■ Your goal
Go through the records below and copy out every line that contains the word "error".

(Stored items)
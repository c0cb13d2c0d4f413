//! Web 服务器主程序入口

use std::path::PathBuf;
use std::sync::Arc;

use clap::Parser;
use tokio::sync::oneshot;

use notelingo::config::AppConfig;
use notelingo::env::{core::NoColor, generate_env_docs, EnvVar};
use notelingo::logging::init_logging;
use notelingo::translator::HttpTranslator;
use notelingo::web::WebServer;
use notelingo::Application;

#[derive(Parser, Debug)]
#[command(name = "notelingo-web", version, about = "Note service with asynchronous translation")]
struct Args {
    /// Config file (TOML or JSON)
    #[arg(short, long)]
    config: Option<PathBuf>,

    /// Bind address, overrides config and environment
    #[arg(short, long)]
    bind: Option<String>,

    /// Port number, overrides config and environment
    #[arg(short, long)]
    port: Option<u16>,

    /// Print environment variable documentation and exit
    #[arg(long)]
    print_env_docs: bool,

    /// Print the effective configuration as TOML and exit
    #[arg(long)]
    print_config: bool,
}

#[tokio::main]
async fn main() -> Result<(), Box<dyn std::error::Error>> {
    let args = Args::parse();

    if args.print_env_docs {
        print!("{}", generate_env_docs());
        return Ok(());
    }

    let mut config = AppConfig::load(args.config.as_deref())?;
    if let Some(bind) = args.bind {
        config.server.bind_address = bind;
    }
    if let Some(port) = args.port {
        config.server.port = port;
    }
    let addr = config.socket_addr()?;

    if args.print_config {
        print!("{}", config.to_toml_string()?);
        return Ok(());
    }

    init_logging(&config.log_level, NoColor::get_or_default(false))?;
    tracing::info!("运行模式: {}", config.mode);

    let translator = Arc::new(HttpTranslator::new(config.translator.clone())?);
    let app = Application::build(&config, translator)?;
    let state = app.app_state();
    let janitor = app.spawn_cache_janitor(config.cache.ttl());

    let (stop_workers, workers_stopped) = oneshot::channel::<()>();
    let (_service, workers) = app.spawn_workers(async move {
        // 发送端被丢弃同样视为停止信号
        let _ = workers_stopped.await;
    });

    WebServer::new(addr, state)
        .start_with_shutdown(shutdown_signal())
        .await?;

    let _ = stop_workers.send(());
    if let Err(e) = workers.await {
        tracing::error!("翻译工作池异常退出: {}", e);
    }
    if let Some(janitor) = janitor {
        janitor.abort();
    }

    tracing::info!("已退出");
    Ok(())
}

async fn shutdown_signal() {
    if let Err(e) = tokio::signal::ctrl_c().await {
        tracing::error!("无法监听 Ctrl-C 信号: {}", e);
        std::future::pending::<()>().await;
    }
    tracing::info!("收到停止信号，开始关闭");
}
...
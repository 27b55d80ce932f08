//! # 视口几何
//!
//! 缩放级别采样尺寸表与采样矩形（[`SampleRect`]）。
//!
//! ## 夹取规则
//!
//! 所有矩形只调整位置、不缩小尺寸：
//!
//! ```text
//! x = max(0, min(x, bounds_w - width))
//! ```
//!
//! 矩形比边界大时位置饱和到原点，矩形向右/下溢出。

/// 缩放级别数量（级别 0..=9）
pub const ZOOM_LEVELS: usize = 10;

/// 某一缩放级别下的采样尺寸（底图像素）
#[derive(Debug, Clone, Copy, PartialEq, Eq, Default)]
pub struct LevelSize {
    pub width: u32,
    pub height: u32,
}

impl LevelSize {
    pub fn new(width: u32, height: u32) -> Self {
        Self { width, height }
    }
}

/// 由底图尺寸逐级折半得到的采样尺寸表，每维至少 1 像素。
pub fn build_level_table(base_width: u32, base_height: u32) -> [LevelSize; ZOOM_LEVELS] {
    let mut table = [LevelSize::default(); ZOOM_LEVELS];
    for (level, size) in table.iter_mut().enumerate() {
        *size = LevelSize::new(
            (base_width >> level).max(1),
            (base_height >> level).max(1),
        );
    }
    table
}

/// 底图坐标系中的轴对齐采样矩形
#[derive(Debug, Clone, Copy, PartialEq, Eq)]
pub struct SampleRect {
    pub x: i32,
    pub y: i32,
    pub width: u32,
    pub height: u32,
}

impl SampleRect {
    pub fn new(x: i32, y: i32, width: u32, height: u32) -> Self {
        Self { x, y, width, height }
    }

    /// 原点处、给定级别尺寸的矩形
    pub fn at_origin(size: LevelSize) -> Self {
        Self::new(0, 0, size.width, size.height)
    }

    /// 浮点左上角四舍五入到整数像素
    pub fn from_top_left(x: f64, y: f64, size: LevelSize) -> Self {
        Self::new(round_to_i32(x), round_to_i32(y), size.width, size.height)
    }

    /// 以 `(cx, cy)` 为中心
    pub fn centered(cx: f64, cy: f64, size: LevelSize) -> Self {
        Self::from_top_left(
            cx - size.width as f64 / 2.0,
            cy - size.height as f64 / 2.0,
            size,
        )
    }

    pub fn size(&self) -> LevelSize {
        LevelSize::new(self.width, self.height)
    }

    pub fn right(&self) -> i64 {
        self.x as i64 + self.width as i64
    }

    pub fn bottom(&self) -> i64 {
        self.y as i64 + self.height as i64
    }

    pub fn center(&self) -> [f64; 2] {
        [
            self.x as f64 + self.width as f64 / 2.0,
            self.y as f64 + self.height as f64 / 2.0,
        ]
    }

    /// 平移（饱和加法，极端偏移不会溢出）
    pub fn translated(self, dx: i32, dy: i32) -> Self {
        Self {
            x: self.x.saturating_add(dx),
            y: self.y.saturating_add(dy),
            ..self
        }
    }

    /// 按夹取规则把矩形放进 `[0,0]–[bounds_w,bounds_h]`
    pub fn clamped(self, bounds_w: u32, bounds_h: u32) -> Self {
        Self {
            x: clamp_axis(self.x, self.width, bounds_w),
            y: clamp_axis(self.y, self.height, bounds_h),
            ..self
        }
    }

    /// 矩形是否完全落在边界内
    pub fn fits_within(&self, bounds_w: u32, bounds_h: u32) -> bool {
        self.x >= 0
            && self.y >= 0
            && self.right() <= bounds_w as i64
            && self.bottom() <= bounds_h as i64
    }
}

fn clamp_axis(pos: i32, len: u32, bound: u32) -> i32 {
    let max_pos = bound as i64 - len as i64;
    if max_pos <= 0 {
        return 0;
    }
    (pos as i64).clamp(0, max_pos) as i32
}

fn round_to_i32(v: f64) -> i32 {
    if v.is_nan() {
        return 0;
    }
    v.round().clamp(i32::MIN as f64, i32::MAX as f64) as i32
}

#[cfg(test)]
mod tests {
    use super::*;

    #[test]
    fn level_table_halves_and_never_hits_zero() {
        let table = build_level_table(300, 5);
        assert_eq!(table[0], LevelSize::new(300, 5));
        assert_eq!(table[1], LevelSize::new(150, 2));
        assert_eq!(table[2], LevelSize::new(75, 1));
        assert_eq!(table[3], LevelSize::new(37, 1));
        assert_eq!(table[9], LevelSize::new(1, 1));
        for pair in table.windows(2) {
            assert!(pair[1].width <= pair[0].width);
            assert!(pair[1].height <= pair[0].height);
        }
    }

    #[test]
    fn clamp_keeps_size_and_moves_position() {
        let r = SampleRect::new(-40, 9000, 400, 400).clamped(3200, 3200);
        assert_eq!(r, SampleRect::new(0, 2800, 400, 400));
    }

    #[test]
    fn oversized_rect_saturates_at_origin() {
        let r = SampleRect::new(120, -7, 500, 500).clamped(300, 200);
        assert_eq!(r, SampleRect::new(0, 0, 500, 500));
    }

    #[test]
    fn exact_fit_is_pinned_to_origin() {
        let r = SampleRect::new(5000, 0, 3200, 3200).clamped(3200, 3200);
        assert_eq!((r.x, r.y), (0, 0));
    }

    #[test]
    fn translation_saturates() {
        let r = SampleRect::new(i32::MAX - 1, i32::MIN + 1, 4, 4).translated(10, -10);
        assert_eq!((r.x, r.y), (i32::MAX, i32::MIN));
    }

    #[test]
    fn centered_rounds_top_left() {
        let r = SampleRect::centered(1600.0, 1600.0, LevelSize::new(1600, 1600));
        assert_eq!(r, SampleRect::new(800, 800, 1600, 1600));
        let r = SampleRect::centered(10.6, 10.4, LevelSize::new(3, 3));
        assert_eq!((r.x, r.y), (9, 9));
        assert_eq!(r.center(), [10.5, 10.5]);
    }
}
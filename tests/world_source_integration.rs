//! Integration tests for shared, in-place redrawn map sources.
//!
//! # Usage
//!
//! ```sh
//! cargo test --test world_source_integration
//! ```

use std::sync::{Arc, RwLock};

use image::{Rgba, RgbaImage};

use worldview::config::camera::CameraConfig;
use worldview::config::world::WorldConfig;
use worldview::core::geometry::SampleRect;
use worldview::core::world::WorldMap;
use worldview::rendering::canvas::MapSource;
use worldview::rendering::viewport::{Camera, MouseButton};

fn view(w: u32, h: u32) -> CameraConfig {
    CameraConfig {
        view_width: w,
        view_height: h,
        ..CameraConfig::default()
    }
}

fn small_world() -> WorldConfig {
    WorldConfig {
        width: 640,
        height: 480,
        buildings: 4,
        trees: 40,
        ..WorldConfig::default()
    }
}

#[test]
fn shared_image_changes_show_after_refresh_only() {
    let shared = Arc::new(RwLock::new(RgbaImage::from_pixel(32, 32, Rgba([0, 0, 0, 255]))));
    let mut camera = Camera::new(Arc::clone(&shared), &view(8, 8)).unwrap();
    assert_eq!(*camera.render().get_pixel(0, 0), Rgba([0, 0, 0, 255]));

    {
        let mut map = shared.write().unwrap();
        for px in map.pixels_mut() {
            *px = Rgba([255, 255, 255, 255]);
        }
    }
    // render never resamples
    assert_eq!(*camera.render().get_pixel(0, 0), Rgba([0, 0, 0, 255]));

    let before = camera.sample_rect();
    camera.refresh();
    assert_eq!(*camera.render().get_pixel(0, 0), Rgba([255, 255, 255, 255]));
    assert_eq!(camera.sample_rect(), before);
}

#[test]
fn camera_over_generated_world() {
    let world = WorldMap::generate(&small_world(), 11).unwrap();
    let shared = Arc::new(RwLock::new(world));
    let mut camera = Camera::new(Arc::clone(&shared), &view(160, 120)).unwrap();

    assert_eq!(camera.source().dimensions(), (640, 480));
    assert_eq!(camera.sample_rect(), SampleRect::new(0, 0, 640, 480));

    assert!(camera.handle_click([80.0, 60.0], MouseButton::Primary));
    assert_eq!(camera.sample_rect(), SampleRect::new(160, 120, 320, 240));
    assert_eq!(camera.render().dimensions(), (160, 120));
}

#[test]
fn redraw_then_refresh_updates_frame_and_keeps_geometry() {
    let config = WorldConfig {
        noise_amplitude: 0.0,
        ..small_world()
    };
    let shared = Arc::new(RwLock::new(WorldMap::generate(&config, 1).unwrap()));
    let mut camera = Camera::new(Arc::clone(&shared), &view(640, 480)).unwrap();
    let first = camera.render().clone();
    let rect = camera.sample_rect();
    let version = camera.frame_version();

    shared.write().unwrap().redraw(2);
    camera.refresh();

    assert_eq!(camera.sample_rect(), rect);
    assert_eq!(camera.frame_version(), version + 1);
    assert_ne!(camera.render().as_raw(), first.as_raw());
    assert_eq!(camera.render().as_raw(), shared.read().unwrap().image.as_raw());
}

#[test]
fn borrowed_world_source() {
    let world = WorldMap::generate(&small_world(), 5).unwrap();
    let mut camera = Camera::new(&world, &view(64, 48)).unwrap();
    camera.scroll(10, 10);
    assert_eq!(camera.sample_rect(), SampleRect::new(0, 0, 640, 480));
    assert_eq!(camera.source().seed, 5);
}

■ Exercise result
async fn main() -> Result<(), Box<dyn std::error::Error>> {
        tracing::error!("翻译工作池异常退出: {}", e);
        tracing::error!("无法监听 Ctrl-C 信号: {}", e);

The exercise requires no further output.